**Your assignment:** Somewhere below, one line contains "pub fn set_declared_dimension(&self, dimension: usize)" and a later line contains "let mode = *self.mode.lock().unwrap();". Output those two lines and everything between them exactly, and nothing else.
(Data shown begins)
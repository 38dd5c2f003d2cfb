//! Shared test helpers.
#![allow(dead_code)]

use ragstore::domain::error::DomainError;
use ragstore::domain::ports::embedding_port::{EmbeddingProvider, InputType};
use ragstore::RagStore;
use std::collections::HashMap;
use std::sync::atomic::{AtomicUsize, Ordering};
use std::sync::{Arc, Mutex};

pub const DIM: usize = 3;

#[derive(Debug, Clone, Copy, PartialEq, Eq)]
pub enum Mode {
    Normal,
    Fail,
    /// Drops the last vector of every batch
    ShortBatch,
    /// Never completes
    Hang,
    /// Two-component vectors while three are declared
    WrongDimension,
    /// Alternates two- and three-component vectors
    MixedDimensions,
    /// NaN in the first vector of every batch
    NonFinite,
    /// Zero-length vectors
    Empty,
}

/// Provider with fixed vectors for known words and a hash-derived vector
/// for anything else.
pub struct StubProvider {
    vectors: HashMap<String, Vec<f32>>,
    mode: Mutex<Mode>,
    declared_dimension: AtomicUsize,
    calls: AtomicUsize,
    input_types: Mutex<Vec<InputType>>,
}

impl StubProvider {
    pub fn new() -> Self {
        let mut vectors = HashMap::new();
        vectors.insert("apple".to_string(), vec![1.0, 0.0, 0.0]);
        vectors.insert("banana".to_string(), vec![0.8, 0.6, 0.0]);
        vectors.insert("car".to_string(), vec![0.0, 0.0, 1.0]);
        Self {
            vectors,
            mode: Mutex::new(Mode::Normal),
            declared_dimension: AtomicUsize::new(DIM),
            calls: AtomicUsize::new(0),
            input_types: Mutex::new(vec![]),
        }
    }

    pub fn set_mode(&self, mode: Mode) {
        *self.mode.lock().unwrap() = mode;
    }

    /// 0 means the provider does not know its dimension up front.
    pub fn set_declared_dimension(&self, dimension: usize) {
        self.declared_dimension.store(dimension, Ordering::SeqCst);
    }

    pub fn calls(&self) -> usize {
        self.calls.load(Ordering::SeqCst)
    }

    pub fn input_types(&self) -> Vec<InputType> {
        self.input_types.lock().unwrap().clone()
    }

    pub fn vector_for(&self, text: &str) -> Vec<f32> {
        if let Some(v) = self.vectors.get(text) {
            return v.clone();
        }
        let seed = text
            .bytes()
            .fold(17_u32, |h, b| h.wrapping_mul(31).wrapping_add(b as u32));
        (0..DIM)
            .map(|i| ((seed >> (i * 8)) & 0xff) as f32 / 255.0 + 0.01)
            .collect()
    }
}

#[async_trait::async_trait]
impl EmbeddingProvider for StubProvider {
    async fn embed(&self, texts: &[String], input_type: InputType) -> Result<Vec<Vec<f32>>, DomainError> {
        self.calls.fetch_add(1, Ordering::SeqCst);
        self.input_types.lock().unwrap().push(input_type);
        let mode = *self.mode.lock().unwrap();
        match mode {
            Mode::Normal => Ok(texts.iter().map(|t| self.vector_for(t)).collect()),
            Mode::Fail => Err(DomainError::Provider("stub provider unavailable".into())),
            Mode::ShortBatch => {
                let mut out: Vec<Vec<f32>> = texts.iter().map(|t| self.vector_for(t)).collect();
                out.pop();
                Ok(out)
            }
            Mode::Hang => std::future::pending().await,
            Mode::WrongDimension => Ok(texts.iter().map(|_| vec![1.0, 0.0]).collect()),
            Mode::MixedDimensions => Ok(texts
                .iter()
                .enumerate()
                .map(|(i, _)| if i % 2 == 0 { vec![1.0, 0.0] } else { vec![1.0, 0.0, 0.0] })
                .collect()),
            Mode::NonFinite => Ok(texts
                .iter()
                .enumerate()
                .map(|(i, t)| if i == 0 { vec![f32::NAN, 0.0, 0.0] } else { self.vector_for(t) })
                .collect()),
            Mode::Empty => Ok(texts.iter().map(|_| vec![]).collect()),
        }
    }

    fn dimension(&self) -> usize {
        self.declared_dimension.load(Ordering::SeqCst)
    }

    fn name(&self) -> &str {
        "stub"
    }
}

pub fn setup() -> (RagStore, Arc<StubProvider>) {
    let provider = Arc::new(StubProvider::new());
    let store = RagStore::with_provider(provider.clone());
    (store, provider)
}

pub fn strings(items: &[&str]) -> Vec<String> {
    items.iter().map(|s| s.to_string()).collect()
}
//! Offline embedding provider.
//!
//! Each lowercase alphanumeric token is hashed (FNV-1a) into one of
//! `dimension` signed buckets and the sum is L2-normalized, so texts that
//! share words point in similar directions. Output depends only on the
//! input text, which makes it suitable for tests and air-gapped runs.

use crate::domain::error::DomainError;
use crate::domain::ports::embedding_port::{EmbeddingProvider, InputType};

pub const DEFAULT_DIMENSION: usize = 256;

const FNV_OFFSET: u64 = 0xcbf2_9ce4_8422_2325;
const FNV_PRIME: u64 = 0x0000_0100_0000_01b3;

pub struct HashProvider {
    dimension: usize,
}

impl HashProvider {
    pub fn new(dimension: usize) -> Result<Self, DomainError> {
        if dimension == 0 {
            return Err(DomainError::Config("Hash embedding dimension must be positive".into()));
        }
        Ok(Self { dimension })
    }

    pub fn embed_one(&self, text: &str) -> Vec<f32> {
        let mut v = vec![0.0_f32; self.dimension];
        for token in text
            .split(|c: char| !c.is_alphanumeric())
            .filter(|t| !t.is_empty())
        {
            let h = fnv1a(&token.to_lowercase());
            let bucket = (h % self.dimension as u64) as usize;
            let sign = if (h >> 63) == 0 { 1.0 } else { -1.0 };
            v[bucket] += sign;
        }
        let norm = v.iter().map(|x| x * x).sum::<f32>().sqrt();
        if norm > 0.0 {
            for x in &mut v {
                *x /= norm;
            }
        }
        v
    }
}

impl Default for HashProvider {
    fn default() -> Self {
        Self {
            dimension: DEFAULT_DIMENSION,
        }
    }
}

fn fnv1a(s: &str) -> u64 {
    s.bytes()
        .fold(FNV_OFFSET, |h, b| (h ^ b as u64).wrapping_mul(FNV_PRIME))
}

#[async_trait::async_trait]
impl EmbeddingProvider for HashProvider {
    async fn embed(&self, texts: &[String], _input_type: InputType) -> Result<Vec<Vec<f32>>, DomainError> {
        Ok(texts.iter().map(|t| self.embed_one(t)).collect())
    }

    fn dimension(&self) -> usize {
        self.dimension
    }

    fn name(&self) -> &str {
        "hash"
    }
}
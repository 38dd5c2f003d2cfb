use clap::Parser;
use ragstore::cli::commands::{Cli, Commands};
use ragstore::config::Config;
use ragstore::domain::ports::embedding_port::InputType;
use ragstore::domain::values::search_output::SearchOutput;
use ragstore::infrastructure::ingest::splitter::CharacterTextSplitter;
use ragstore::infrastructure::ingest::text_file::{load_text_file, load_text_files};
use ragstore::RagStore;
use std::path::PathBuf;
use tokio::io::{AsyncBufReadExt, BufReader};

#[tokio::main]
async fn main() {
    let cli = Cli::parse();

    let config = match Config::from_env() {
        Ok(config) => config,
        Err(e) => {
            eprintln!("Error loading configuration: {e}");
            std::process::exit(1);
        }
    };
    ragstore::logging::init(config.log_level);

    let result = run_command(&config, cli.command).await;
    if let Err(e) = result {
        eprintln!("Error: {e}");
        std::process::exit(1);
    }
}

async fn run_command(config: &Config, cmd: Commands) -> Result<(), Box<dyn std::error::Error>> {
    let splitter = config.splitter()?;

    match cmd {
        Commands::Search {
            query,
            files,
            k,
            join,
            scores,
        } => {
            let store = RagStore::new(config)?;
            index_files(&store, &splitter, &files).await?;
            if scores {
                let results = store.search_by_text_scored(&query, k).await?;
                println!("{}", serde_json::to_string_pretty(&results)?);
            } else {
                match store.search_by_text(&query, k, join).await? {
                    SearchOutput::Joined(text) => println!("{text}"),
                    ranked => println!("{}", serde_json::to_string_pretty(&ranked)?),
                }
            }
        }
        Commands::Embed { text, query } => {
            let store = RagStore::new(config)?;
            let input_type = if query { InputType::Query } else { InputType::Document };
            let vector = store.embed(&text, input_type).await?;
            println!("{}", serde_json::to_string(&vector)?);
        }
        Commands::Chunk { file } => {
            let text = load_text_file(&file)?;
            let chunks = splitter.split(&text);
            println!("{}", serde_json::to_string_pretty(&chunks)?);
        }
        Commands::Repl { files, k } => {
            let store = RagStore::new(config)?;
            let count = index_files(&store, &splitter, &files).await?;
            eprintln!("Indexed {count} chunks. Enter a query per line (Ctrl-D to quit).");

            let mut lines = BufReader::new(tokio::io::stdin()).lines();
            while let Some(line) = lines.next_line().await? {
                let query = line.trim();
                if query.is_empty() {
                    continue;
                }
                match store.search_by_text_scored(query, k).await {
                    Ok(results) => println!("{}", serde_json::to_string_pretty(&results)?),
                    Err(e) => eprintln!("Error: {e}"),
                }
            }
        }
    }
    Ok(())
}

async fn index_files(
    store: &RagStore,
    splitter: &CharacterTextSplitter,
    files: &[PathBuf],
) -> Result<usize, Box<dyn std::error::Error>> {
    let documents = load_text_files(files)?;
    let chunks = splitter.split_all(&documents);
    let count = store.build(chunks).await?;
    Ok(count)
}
(Data shown ends)
**Finished exercise:**
    pub fn set_declared_dimension(&self, dimension: usize) {
        self.declared_dimension.store(dimension, Ordering::SeqCst);
    }

    pub fn calls(&self) -> usize {
        self.calls.load(Ordering::SeqCst)
    }

    pub fn input_types(&self) -> Vec<InputType> {
        self.input_types.lock().unwrap().clone()
    }

    pub fn vector_for(&self, text: &str) -> Vec<f32> {
        if let Some(v) = self.vectors.get(text) {
            return v.clone();
        }
        let seed = text
            .bytes()
            .fold(17_u32, |h, b| h.wrapping_mul(31).wrapping_add(b as u32));
        (0..DIM)
            .map(|i| ((seed >> (i * 8)) & 0xff) as f32 / 255.0 + 0.01)
            .collect()
    }
}

#[async_trait::async_trait]
impl EmbeddingProvider for StubProvider {
    async fn embed(&self, texts: &[String], input_type: InputType) -> Result<Vec<Vec<f32>>, DomainError> {
        self.calls.fetch_add(1, Ordering::SeqCst);
        self.input_types.lock().unwrap().push(input_type);
        let mode = *self.mode.lock().unwrap();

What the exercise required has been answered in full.